▸ **Dataset records**

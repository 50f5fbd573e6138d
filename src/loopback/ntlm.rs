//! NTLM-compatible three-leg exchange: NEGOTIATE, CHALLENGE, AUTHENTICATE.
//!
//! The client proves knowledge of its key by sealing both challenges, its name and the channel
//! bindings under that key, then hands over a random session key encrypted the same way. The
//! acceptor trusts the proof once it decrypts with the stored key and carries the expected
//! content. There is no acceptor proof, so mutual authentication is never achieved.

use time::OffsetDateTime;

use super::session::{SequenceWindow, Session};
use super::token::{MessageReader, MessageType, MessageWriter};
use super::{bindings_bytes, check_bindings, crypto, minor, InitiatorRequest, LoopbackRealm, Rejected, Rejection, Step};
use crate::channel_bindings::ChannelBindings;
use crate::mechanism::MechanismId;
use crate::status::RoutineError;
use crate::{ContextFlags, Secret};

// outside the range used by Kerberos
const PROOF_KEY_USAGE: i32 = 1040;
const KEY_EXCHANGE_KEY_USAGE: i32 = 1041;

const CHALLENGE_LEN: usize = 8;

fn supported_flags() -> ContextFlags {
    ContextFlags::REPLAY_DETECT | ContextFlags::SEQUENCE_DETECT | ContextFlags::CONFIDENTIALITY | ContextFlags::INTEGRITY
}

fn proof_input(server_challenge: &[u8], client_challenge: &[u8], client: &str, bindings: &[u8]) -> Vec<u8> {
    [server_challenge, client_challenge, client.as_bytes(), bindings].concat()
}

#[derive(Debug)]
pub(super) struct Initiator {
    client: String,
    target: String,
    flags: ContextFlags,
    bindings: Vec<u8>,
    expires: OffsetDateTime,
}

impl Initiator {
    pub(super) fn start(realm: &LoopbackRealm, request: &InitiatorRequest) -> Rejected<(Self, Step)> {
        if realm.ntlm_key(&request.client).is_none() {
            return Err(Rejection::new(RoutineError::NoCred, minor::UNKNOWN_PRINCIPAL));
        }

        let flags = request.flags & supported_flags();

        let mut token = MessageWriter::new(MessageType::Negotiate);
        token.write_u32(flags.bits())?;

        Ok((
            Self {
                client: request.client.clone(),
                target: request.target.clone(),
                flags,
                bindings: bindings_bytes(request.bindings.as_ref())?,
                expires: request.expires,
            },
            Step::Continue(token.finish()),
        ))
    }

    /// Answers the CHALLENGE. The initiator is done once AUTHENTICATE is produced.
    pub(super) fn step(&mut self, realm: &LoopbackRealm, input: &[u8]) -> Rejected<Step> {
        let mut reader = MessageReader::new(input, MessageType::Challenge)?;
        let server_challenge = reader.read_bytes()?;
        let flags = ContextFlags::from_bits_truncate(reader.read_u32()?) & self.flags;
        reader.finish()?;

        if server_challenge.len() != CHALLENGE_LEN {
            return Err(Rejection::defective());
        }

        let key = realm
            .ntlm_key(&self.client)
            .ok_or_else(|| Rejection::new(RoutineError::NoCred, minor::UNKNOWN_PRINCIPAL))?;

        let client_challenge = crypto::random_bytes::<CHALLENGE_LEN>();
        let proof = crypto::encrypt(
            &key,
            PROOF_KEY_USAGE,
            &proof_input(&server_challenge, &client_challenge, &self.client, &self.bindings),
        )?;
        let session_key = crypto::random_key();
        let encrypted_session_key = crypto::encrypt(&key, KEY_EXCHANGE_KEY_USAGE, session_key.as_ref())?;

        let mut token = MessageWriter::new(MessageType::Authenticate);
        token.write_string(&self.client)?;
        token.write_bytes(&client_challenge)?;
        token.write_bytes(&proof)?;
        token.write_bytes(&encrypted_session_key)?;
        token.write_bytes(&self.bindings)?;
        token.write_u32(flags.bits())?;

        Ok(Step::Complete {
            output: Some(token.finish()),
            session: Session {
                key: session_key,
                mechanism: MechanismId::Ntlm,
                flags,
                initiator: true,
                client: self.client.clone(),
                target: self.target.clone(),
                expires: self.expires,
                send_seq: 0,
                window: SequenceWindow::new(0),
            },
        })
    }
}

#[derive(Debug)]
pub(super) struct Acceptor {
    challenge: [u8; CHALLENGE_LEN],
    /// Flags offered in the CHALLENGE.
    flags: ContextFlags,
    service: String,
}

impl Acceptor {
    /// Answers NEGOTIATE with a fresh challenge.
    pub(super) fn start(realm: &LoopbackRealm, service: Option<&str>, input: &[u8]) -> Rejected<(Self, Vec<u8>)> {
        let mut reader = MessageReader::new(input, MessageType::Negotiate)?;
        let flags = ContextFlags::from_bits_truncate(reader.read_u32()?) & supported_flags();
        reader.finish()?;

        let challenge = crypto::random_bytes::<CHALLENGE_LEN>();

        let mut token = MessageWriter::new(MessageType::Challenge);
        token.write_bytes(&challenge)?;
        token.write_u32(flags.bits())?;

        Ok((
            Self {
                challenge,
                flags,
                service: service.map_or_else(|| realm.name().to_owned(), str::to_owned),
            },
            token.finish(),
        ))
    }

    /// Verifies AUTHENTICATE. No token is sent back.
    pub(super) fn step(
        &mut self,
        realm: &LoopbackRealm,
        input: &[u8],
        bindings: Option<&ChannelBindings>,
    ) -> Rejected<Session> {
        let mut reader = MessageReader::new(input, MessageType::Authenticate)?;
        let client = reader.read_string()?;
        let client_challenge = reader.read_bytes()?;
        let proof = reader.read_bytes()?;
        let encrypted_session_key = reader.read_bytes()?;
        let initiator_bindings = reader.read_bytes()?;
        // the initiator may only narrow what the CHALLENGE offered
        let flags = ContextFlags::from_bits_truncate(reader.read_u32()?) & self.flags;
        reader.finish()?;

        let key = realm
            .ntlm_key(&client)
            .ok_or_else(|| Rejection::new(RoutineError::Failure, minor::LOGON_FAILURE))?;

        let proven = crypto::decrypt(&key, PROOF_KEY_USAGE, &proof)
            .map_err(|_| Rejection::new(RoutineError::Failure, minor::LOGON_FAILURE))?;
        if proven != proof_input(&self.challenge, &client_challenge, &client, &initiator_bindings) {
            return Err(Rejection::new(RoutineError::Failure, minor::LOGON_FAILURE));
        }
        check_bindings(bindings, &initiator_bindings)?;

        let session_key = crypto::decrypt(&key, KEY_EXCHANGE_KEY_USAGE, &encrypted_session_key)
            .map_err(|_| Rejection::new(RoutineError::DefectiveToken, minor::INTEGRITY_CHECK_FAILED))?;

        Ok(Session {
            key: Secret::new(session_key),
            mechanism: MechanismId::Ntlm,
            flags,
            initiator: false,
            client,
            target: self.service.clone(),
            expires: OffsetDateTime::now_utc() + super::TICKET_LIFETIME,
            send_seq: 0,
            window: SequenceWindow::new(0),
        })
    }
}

==

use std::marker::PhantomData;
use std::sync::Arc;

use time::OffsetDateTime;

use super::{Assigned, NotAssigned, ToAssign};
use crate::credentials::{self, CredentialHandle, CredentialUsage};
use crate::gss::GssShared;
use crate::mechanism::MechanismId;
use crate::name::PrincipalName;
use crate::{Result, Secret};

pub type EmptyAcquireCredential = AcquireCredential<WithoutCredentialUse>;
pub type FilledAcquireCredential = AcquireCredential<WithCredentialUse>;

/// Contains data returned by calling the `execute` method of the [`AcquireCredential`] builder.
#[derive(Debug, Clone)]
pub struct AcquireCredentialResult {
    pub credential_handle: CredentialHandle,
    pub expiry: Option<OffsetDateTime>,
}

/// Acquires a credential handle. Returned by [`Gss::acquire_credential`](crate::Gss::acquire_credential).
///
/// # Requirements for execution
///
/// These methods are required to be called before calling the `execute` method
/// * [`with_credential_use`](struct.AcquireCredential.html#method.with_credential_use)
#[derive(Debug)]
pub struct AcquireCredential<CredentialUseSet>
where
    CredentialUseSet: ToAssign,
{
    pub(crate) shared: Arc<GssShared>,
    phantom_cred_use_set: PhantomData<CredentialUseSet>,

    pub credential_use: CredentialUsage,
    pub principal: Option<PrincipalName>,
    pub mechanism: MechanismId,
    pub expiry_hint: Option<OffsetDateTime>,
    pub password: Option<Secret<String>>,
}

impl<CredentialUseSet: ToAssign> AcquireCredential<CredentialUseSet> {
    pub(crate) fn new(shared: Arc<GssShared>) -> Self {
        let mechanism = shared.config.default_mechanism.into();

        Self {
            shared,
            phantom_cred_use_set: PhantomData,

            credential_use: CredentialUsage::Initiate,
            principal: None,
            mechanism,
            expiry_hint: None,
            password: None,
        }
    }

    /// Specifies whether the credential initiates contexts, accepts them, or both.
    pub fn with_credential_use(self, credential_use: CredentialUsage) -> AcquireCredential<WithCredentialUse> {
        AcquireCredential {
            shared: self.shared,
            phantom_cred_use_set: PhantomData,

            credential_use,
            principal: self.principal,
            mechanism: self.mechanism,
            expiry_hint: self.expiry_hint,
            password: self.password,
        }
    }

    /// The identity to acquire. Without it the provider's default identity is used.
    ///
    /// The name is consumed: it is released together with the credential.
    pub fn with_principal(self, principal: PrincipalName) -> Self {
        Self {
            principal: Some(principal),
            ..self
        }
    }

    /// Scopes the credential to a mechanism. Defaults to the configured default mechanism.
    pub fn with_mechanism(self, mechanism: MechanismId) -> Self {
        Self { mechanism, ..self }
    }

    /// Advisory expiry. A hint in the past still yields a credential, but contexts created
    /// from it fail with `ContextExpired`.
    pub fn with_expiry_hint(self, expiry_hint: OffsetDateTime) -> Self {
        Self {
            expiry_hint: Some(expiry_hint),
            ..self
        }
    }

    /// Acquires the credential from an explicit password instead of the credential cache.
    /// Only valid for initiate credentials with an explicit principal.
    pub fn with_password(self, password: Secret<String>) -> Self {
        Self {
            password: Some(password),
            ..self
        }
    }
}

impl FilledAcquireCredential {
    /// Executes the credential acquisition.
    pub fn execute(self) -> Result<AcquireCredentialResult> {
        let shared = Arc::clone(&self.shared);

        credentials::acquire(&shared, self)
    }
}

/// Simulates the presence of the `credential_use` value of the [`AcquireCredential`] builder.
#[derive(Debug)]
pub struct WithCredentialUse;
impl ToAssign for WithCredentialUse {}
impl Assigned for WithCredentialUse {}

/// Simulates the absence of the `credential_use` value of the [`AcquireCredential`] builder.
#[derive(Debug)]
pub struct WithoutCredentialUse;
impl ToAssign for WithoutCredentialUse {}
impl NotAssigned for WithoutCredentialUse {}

▸ **What to produce**
Output exactly the lines of the material above from the one containing "repository 50f5fbd573e6138d" up to and including the one containing "const CHALLENGE_LEN: usize = 8;".

▸ **Completed task**
repository 50f5fbd573e6138d
filename src/loopback/ntlm.rs
//! NTLM-compatible three-leg exchange: NEGOTIATE, CHALLENGE, AUTHENTICATE.
//!
//! The client proves knowledge of its key by sealing both challenges, its name and the channel
//! bindings under that key, then hands over a random session key encrypted the same way. The
//! acceptor trusts the proof once it decrypts with the stored key and carries the expected
//! content. There is no acceptor proof, so mutual authentication is never achieved.

use time::OffsetDateTime;

use super::session::{SequenceWindow, Session};
use super::token::{MessageReader, MessageType, MessageWriter};
use super::{bindings_bytes, check_bindings, crypto, minor, InitiatorRequest, LoopbackRealm, Rejected, Rejection, Step};
use crate::channel_bindings::ChannelBindings;
use crate::mechanism::MechanismId;
use crate::status::RoutineError;
use crate::{ContextFlags, Secret};

// outside the range used by Kerberos
const PROOF_KEY_USAGE: i32 = 1040;
const KEY_EXCHANGE_KEY_USAGE: i32 = 1041;

const CHALLENGE_LEN: usize = 8;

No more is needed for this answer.